Which lines in the data contain the word "OutliersSelected"? Please copy each of them.

Dataset entries:
§

//! Output type for sieve runs.

use serde::Serialize;

use crate::config::CutoffBand;
use crate::error::SieveError;

/// Terminal outcome of a sieve run.
#[derive(Debug, Clone, Copy, PartialEq, Eq, Serialize)]
#[serde(rename_all = "snake_case")]
pub enum Outcome {
    /// At least one frame was out of band; `selected` holds the picks.
    OutliersSelected,
    /// Every score was in band; `selected` is empty.
    ///
    /// Distinct from an empty selection under a `max_count` of zero, which
    /// still reports [`Outcome::OutliersSelected`].
    NoOutliersPresent,
}

/// Result of one sieve run.
///
/// Carries everything downstream collaborators need: the selected indices for
/// the training-set update, the kept complement for continued sampling, and
/// the score curve plus band for diagnostic plotting.
#[derive(Debug, Clone, Serialize)]
pub struct SelectionResult {
    /// Selected frame indices in acceptance (severity rank) order.
    selected: Vec<usize>,
    /// All frame indices not selected, ascending.
    kept: Vec<usize>,
    /// One reduced score per frame, in frame order.
    scores: Vec<f64>,
    /// The cutoff band the scores were classified against.
    cutoffs: CutoffBand,
    /// Whether any frame was out of band.
    outcome: Outcome,
}

impl SelectionResult {
    /// Builds a result; the kept complement is derived from the score
    /// vector, which has one entry per frame.
    pub(crate) fn new(
        selected: Vec<usize>,
        scores: Vec<f64>,
        cutoffs: CutoffBand,
        outcome: Outcome,
    ) -> Self {
        let kept = (0..scores.len())
            .filter(|i| !selected.contains(i))
            .collect();
        Self {
            selected,
            kept,
            scores,
            cutoffs,
            outcome,
        }
    }

    /// Returns the selected frame indices in acceptance order.
    pub fn selected(&self) -> &[usize] {
        &self.selected
    }

    /// Returns the unselected frame indices in ascending order.
    pub fn kept(&self) -> &[usize] {
        &self.kept
    }

    /// Returns the reduced score of every frame, in frame order.
    pub fn scores(&self) -> &[f64] {
        &self.scores
    }

    /// Returns the cutoff band used for classification.
    pub fn cutoffs(&self) -> &CutoffBand {
        &self.cutoffs
    }

    /// Returns the run outcome.
    pub fn outcome(&self) -> Outcome {
        self.outcome
    }

    /// Returns true if any frame was out of band.
    pub fn any_outlier(&self) -> bool {
        self.outcome == Outcome::OutliersSelected
    }

    /// Serializes the result to JSON for plotting or persistence.
    ///
    /// # Errors
    ///
    /// Returns [`SieveError::Serialization`] if serialization fails.
    pub fn to_json(&self) -> Result<String, SieveError> {
        serde_json::to_string_pretty(self).map_err(|e| SieveError::Serialization {
            reason: e.to_string(),
        })
    }
}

§

Exercise output:
    OutliersSelected,
    /// still reports [`Outcome::OutliersSelected`].
        self.outcome == Outcome::OutliersSelected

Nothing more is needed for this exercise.